[Entries taken from a collection]
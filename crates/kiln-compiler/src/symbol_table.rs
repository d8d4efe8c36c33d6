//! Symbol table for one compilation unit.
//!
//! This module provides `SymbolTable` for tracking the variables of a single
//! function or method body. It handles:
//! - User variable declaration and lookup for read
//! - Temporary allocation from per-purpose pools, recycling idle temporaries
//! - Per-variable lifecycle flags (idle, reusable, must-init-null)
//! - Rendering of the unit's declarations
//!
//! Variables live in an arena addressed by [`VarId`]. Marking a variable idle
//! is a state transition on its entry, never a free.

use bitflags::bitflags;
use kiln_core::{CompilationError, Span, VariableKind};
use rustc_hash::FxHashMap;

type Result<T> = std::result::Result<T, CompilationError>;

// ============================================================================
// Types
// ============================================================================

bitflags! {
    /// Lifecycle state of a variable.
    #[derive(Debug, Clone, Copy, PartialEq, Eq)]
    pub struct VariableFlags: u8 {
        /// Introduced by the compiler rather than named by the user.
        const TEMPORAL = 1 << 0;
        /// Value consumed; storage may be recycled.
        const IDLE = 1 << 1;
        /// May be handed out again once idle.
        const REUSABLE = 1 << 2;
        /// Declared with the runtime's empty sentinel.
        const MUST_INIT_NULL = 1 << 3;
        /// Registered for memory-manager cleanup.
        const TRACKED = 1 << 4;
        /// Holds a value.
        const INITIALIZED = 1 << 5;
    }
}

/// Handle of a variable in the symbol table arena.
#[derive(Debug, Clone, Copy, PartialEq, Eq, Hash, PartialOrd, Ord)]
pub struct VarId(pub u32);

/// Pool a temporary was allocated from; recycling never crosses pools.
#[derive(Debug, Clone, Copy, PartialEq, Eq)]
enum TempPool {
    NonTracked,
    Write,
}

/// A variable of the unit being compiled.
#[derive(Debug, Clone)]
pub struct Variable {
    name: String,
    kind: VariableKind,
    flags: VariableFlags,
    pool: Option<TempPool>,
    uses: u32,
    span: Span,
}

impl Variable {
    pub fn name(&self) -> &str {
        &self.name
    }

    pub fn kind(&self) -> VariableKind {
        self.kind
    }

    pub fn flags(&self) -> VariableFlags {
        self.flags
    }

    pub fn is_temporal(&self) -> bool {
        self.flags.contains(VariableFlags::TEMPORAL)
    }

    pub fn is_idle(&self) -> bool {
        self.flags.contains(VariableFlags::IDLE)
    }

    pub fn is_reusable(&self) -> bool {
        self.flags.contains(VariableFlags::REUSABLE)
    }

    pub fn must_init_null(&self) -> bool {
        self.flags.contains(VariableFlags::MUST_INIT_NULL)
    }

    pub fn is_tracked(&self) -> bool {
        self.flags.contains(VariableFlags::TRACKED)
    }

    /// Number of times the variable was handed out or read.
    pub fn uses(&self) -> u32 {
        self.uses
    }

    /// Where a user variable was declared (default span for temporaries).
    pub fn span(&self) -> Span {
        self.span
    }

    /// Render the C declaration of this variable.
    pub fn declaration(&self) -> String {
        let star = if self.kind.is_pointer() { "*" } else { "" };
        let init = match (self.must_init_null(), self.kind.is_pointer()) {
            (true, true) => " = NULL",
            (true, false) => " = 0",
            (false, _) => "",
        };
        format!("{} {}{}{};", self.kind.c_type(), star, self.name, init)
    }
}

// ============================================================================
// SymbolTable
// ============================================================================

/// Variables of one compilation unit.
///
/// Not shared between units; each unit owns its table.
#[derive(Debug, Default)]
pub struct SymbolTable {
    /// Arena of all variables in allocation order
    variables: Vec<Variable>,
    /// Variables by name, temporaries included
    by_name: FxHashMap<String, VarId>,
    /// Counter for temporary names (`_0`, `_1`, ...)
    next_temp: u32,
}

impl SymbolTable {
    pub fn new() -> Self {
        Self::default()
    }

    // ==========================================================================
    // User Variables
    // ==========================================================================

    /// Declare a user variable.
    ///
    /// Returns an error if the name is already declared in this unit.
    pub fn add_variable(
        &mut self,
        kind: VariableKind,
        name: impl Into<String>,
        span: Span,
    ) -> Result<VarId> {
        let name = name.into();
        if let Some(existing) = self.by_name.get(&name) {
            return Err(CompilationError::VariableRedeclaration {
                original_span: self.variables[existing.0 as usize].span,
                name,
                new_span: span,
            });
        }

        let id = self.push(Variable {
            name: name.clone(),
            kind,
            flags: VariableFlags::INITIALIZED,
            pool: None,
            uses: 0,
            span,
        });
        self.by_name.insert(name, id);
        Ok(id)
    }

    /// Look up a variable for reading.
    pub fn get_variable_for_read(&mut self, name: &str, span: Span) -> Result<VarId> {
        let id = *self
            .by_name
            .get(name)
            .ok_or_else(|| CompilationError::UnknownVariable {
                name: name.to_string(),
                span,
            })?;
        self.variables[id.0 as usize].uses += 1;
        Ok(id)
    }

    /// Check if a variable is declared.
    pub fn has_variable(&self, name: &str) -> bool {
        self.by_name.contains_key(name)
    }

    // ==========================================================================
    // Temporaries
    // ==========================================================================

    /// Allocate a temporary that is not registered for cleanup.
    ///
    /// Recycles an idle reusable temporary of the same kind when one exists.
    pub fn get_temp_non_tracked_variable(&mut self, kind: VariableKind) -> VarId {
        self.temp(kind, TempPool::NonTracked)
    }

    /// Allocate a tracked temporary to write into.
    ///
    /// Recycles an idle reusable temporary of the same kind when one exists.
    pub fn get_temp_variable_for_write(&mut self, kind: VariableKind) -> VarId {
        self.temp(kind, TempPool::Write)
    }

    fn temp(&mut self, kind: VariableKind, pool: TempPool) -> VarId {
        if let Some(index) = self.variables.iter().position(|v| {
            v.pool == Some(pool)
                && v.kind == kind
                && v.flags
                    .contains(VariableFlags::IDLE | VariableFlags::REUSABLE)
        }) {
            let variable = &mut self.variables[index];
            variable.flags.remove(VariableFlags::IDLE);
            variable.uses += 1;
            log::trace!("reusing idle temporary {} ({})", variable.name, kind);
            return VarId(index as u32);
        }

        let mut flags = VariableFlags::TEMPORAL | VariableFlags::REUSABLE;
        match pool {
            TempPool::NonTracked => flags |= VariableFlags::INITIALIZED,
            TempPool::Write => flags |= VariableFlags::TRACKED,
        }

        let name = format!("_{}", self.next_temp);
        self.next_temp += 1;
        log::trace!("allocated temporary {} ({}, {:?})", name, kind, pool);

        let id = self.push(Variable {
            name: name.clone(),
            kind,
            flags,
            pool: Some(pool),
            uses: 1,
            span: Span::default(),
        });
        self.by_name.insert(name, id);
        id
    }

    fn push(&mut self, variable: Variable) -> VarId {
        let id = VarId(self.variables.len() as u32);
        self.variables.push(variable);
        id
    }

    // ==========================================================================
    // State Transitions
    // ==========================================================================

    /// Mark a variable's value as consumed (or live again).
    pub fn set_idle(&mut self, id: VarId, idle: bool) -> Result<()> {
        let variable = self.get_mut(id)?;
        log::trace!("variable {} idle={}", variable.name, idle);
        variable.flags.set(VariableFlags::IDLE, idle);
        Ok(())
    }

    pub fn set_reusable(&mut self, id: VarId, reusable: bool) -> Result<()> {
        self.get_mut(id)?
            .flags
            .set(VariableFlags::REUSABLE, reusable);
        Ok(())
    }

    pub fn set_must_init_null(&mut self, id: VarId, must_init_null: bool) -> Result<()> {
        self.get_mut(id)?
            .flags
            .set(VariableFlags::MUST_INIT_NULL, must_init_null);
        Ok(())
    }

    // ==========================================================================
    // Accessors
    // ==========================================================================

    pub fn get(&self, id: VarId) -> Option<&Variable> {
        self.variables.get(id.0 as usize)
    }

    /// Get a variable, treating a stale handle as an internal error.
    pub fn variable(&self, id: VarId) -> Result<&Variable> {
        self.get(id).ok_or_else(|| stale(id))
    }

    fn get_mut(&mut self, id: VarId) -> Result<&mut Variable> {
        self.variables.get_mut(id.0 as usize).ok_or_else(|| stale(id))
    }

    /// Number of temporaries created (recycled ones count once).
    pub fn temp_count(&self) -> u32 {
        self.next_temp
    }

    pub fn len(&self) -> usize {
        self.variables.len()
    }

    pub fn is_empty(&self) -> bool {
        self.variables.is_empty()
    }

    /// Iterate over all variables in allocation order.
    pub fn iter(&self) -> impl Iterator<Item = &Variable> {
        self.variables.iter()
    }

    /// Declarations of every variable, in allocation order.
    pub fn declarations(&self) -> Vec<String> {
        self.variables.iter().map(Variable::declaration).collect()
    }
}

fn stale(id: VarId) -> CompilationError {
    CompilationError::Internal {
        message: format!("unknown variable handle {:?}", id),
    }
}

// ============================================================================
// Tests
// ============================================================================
* * *
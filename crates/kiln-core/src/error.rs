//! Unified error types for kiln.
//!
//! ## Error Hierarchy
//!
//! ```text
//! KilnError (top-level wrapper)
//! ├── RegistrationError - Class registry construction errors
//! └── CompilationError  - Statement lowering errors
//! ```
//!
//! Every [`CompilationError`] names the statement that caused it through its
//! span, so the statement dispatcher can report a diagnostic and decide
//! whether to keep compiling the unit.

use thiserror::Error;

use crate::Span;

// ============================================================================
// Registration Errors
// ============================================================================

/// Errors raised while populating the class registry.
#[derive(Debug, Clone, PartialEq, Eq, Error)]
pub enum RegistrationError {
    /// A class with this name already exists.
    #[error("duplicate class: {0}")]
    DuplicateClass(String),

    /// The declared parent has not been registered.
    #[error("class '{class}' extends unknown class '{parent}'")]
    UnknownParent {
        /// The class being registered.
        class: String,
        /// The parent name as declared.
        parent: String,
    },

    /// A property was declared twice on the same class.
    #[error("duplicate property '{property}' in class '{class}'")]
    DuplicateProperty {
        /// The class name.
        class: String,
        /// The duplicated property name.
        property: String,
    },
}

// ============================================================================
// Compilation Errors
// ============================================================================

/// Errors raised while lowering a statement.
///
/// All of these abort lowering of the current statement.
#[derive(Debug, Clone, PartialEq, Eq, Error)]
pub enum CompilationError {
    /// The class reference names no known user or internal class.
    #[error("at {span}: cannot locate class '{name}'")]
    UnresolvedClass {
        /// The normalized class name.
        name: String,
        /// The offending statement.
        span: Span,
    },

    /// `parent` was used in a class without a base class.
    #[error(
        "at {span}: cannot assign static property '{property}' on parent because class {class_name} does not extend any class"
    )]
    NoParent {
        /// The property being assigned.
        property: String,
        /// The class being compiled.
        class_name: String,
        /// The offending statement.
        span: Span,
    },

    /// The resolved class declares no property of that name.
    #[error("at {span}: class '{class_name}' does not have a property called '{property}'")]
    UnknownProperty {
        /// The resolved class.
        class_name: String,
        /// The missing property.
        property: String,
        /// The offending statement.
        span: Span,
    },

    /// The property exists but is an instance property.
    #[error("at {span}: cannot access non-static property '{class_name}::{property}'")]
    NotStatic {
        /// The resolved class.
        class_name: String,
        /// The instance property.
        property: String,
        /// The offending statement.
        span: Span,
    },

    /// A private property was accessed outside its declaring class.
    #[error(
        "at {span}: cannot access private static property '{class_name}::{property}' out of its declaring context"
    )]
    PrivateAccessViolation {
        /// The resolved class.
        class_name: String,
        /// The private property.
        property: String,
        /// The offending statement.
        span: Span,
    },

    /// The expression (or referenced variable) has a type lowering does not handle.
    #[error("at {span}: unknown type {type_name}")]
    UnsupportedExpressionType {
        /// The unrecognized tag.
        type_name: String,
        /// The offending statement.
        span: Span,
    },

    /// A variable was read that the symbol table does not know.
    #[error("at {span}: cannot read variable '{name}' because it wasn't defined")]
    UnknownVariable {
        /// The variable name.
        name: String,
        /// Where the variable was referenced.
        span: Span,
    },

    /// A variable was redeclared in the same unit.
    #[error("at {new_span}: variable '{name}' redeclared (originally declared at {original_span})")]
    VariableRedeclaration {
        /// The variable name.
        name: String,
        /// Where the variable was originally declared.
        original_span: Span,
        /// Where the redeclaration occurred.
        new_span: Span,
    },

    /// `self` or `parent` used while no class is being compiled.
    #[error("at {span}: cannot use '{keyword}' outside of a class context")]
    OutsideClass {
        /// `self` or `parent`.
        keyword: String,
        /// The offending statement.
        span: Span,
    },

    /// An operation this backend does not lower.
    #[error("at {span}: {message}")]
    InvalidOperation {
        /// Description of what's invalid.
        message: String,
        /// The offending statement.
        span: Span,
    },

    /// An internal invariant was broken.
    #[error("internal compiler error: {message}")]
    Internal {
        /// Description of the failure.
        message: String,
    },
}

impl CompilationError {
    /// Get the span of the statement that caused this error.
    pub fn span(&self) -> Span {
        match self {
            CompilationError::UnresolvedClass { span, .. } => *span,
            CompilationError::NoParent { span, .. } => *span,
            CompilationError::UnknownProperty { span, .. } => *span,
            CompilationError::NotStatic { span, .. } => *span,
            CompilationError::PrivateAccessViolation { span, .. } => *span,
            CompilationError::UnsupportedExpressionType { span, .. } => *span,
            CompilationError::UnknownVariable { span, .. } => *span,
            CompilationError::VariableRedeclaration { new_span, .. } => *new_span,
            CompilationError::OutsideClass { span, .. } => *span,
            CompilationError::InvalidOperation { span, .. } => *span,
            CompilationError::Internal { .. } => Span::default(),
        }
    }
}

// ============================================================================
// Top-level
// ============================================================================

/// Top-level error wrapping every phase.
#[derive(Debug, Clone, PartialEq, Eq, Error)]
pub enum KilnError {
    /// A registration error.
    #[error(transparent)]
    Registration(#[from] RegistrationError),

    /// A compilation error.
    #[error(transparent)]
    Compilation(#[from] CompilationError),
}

• [Description of the task] Wherever the string "again" appears in the entries, copy that line.

• [The answer]
        /// May be handed out again once idle.
    /// Mark a variable's value as consumed (or live again).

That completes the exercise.